Saved data entries
#####

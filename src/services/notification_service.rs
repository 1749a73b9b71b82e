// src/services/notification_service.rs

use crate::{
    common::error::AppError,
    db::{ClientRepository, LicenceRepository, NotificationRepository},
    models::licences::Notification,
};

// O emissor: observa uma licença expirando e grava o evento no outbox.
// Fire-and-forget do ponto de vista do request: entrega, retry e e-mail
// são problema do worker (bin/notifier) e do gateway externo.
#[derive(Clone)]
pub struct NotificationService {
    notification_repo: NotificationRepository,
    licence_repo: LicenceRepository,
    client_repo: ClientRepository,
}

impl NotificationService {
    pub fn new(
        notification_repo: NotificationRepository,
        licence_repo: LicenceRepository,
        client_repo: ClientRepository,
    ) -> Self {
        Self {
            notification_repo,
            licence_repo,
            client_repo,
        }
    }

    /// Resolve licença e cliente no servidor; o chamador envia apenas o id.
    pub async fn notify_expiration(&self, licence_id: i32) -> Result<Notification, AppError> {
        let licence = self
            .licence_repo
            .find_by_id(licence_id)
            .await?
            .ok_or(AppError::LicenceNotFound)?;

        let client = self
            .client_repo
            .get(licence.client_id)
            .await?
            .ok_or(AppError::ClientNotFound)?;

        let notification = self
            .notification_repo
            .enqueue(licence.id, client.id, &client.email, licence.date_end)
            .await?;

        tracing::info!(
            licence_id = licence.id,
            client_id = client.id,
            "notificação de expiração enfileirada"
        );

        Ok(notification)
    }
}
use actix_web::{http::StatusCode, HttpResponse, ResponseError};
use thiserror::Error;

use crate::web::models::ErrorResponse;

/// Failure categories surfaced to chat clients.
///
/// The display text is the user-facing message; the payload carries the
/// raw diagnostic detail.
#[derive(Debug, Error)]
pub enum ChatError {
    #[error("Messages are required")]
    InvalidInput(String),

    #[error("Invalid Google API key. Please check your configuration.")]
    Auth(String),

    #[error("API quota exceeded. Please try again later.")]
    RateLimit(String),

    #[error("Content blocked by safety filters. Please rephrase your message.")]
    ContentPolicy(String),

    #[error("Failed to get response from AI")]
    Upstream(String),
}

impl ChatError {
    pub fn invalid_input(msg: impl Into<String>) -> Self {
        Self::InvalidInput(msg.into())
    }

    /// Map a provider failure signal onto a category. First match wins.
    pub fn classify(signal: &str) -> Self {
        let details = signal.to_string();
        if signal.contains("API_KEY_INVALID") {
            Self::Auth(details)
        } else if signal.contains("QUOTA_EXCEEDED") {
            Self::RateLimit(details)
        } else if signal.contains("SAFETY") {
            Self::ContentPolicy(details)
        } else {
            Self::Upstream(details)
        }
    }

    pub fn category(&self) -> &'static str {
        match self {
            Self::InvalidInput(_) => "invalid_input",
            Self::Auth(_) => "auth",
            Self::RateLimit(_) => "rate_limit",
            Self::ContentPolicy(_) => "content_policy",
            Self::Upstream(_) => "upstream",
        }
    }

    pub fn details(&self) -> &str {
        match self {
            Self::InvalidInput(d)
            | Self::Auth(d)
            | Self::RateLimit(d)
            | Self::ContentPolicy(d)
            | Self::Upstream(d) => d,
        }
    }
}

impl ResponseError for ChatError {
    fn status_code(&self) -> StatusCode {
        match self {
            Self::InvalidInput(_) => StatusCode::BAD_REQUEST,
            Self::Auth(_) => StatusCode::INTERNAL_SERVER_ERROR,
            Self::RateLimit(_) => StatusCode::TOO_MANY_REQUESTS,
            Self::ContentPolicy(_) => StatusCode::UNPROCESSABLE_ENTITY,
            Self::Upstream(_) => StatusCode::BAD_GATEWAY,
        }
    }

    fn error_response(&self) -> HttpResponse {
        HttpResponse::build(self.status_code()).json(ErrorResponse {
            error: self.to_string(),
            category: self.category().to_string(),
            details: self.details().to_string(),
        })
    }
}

#####

• _TASK PROMPT_: The expected result is every line above containing the string "crate".

• _OUTPUT OF THE EXERCISE_:
use crate::{
use crate::web::models::ErrorResponse;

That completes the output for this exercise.